Franksgiving teaches us important lessons about the meaning of Thanksgiving – and the dangers of executive power.

Pilgrim decorations, football, cranberry sauce, and arguments with your crazy cousin over politics. There’s one magical day every year when all of these classic American traditions come together at one table — Thanksgiving.

On the fourth Thursday of November, we come together with friends and family to give thanks for everything we have.

However, Thanksgiving hasn’t always brought Americans together.

Shortened Christmas Season Causes Retailers to Panic

From 1939 to 1941, Thanksgiving became a hot-button issue that drove a wedge between friends and family.

Prior to 1939, commercial retailers and the American public maintained an unspoken agreement: the Christmas shopping season would not begin until after Thanksgiving.

However, Thanksgiving happened to fall on November 30th in 1939 — leaving only 24 days for shoppers to purchase presents for their friends and family. Retailers panicked, worried that the shortened Christmas season would deal a devastating blow to stores and businesses across America.

Retailers Choose to Act

Fearing the worst, retailers reached out to President Franklin Delano Roosevelt and asked him to move Thanksgiving up a week in order to save their Christmas sales. FDR sympathized with the store owners and issued an executive order moving Thanksgiving back one week to November 23.

FDR’s decision turned out to be a huge mistake. The American public interpreted his decision as an attack on a sacred American tradition, football, and turkey.

Americans Fight Back Against “Franksgiving”

FDR’s political opponents pounced on the blunder, labeling the order as executive overreach and lambasting it as un-American.

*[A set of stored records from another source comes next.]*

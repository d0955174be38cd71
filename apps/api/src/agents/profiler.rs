//! Candidate Profiler: builds the talent intelligence report (TIR).
//!
//! Flow: resume (required) + LinkedIn/GitHub/LeetCode (optional) → evidence map
//! → per-skill confidence → work history → free-text analyses → `TalentReport`.
//!
//! The free-text analyses are not JSON and never fail the report: a failed call
//! degrades to a fixed placeholder string.

use std::collections::BTreeMap;

use serde::Serialize;
use serde_json::Value;
use tracing::{info, warn};

use crate::agents::prompts::{
    CAREER_SUMMARY_TEMPLATE, INSIGHTS_TEMPLATE, JOB_COMPARISON_TEMPLATE,
    SKILL_CONFIDENCE_TEMPLATE,
};
use crate::agents::AgentError;
use crate::llm_client::prompts::FAIRNESS_INSTRUCTION;
use crate::llm_client::{CompletionClient, CompletionParams};
use crate::records::{Collection, Record, RecordStore};

pub const AI_DISABLED: &str = "AI disabled, no analysis available.";
pub const AI_NO_RESPONSE: &str = "No AI response.";
pub const AI_ERROR: &str = "AI analysis error.";

/// Used when the model's confidence reply is not a number.
const DEFAULT_CONFIDENCE: f64 = 0.5;

const CONFIDENCE_TEMPERATURE: f32 = 0.0;
const COMPARISON_TEMPERATURE: f32 = 0.4;
const SUMMARY_TEMPERATURE: f32 = 0.3;
const INSIGHTS_TEMPERATURE: f32 = 0.4;

/// How many times a skill is mentioned in each source.
#[derive(Debug, Clone, Default, PartialEq, Eq, Serialize)]
pub struct SkillEvidence {
    pub resume: u32,
    pub linkedin: u32,
    pub github: u32,
    pub leetcode: u32,
}

#[derive(Debug, Clone, Serialize)]
pub struct SkillConfidence {
    pub skill: String,
    /// 0.0 to 1.0, two decimals
    pub confidence: f64,
    pub evidence: SkillEvidence,
}

#[derive(Debug, Clone, Serialize)]
pub struct CandidateProfile {
    pub name: Value,
    pub email: Value,
    pub social_profiles: Value,
}

#[derive(Debug, Clone, Serialize)]
pub struct OnlineActivity {
    pub linkedin: Value,
    pub github: Value,
    pub leetcode: Value,
}
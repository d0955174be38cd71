//! Read-only data viewers over the record store.

use axum::{
    extract::{Path, State},
    Json,
};
use serde::Serialize;
use serde_json::{json, Value};

use crate::errors::AppError;
use crate::orchestration::{list_jds, list_profiles};
use crate::records::{Collection, RecordStore};
use crate::state::AppState;

#[derive(Debug, Serialize)]
pub struct CandidateListResponse {
    pub person_ids: Vec<String>,
}

#[derive(Debug, Serialize)]
pub struct JobListResponse {
    pub job_ids: Vec<String>,
}

/// Everything on file for one candidate. Sources without a record carry an
/// `info` placeholder instead.
#[derive(Debug, Serialize)]
pub struct CandidateDataResponse {
    pub person_id: String,
    pub resume: Value,
    pub candidate_text: Value,
    pub linkedin: Value,
    pub github: Value,
    pub leetcode: Value,
}

fn record_or_info(store: &RecordStore, collection: Collection, person_id: &str, label: &str) -> Value {
    match store.get(collection, person_id) {
        Some(record) => Value::Object(record.clone()),
        None => json!({ "info": format!("No {label} data found") }),
    }
}

pub fn candidate_data(store: &RecordStore, person_id: &str) -> Result<CandidateDataResponse, AppError> {
    let resume = store
        .get(Collection::Resumes, person_id)
        .ok_or_else(|| AppError::NotFound(format!("No resume data found for {person_id}")))?;

    Ok(CandidateDataResponse {
        person_id: person_id.to_string(),
        resume: Value::Object(resume.clone()),
        candidate_text: record_or_info(store, Collection::CandidateText, person_id, "candidate text"),
        linkedin: record_or_info(store, Collection::Linkedin, person_id, "LinkedIn"),
        github: record_or_info(store, Collection::Github, person_id, "GitHub"),
        leetcode: record_or_info(store, Collection::Leetcode, person_id, "LeetCode"),
    })
}

/// GET /api/v1/candidates
pub async fn handle_list_candidates(State(state): State<AppState>) -> Json<CandidateListResponse> {
    Json(CandidateListResponse {
        person_ids: list_profiles(&state.store),
    })
}

/// GET /api/v1/jobs
pub async fn handle_list_jobs(State(state): State<AppState>) -> Json<JobListResponse> {
    Json(JobListResponse {
        job_ids: list_jds(&state.store),
    })
}

/// GET /api/v1/candidates/:person_id
pub async fn handle_get_candidate(
    State(state): State<AppState>,
    Path(person_id): Path<String>,
) -> Result<Json<CandidateDataResponse>, AppError> {
    Ok(Json(candidate_data(&state.store, &person_id)?))
}

/// GET /api/v1/jobs/:job_id
pub async fn handle_get_job(
    State(state): State<AppState>,
    Path(job_id): Path<String>,
) -> Result<Json<Value>, AppError> {
    state
        .store
        .job(&job_id)
        .map(|job| Json(Value::Object(job.clone())))
        .ok_or_else(|| AppError::NotFound(format!("No job data found for {job_id}")))
}
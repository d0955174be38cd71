//! Response Normalizer: turns unreliable model text into a contract-checked JSON value.
//!
//! Pipeline: presence check → fence strip → comment removal → trailing-comma
//! repair → parse → shape validation. Every agent that expects JSON from the
//! model goes through `normalize`; no agent parses model output on its own.
//!
//! The normalizer is pure. It never logs, never retries and never fills in
//! missing data: callers get exactly what the model produced, or a typed failure.

use serde::Serialize;
use serde_json::Value;
use thiserror::Error;

pub mod clean;
pub mod shape;

pub use shape::ShapeContract;

use shape::ShapeViolation;

/// Classification of a normalization failure.
#[derive(Debug, Clone, Copy, PartialEq, Eq, Serialize)]
#[serde(rename_all = "snake_case")]
pub enum FailureKind {
    EmptyResponse,
    MalformedJson,
    ShapeMismatch,
    MissingField,
}

impl std::fmt::Display for FailureKind {
    fn fmt(&self, f: &mut std::fmt::Formatter<'_>) -> std::fmt::Result {
        let name = match self {
            FailureKind::EmptyResponse => "empty response",
            FailureKind::MalformedJson => "malformed JSON",
            FailureKind::ShapeMismatch => "shape mismatch",
            FailureKind::MissingField => "missing field",
        };
        f.write_str(name)
    }
}

/// A failed normalization. Carries the untouched model text for diagnostics,
/// plus the cleaned text when the failure happened after cleanup.
#[derive(Debug, Clone, PartialEq, Error, Serialize)]
#[error("{kind}: {detail}")]
pub struct NormalizationFailure {
    pub kind: FailureKind,
    pub detail: String,
    pub raw_text: String,
    pub cleaned_text: Option<String>,
    /// First offending array element, for array contracts.
    pub element_index: Option<usize>,
    pub missing_keys: Vec<String>,
}

impl NormalizationFailure {
    fn new(kind: FailureKind, detail: String, raw_text: &str) -> Self {
        Self {
            kind,
            detail,
            raw_text: raw_text.to_string(),
            cleaned_text: None,
            element_index: None,
            missing_keys: Vec::new(),
        }
    }

    fn with_cleaned(mut self, cleaned: String) -> Self {
        self.cleaned_text = Some(cleaned);
        self
    }

    fn from_violation(violation: ShapeViolation, raw_text: &str, cleaned: String) -> Self {
        match violation {
            ShapeViolation::WrongKind {
                index,
                expected,
                found,
            } => {
                let detail = match index {
                    Some(i) => format!("element {i}: expected {expected}, found {found}"),
                    None => format!("expected {expected}, found {found}"),
                };
                let mut failure = Self::new(FailureKind::ShapeMismatch, detail, raw_text);
                failure.element_index = index;
                failure.with_cleaned(cleaned)
            }
            ShapeViolation::MissingKeys { index, keys } => {
                let detail = match index {
                    Some(i) => format!("element {i} is missing: {}", keys.join(", ")),
                    None => format!("missing: {}", keys.join(", ")),
                };
                let mut failure = Self::new(FailureKind::MissingField, detail, raw_text);
                failure.element_index = index;
                failure.missing_keys = keys;
                failure.with_cleaned(cleaned)
            }
        }
    }
}

/// Either a contract-satisfying value or a classified failure. Never partial.
pub type NormalizedResult = Result<Value, NormalizationFailure>;

/// Runs the text-repair stages without parsing. Exposed so callers can log
/// what was actually handed to the parser.
pub fn clean_text(raw: &str) -> String {
    let unfenced = clean::strip_fences(raw);
    let uncommented = clean::strip_line_comments(unfenced);
    clean::repair_trailing_commas(&uncommented).trim().to_string()
}

/// Normalizes raw model output against `contract`.
pub fn normalize(raw: Option<&str>, contract: &ShapeContract) -> NormalizedResult {
    let raw = match raw {
        Some(text) if !text.trim().is_empty() => text,
        other => {
            return Err(NormalizationFailure::new(
                FailureKind::EmptyResponse,
                "model returned no text".to_string(),
                other.unwrap_or_default(),
            ))
        }
    };

    let cleaned = clean_text(raw);

    let value: Value = match serde_json::from_str(&cleaned) {
        Ok(value) => value,
        Err(e) => {
            return Err(
                NormalizationFailure::new(FailureKind::MalformedJson, e.to_string(), raw)
                    .with_cleaned(cleaned),
            )
        }
    };

    match shape::validate(&value, contract) {
        Ok(()) => Ok(value),
        Err(violation) => Err(NormalizationFailure::from_violation(violation, raw, cleaned)),
    }
}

Kansas Governor Payne Ratner proclaimed “we do not destroy tradition merely to gain newspaper headlines,” the mayor of Atlantic City dubbed the new date “Franksgiving,” and FDR’s presidential opponent Alf Landon said he issued the executive order with the “omnipotence of a Hitler.”

After all of the protest and disagreement, only 23 of 48 states ended up moving the holiday completely, while several ended up celebrating on both days.

In 1942, FDR moved Thanksgiving back to its traditional date. Retail sales hadn’t improved as a result of the date change and FDR conceded that his executive order was simply an “experiment” that “had not worked.”

The United States Congress issued a joint resolution declaring that Thanksgiving would fall on the fourth Thursday of every November — essentially ensuring that the holiday would no longer fall on the last day of the month and avoiding further controversy.

What Can Americans Learn from This Piece of Lost History?

What can Americans learn from the battle for Thanksgiving?

A couple thoughts come to mind.

First, divisive partisanship is always just around the corner. Even a holiday like Thanksgiving can turn into Hitler comparisons and a political stick with which to beat your opponents. It’s important that Americans remember to put aside political differences and use holidays like Thanksgiving to come together as one.

Second, short-sighted executive overreach can set off a wave of unintended consequences. FDR found out the hard way — executive orders sidestep the legislative bodies elected by Americans and don’t always represent what the majority of Americans want out of their government. It’s important that the president stays within his mandate and respects the boundaries of the executive branch.

Finally, Thanksgiving is a time for Americans to come together and be grateful for what we have. FDR’s mistake in 1939 teaches us that Thanksgiving is about tradition and giving thanks — not commercial sales and material goods. Thanksgiving is a lot more than just the beginning of Christmas shopping season — it’s a time for unity and thanks across America.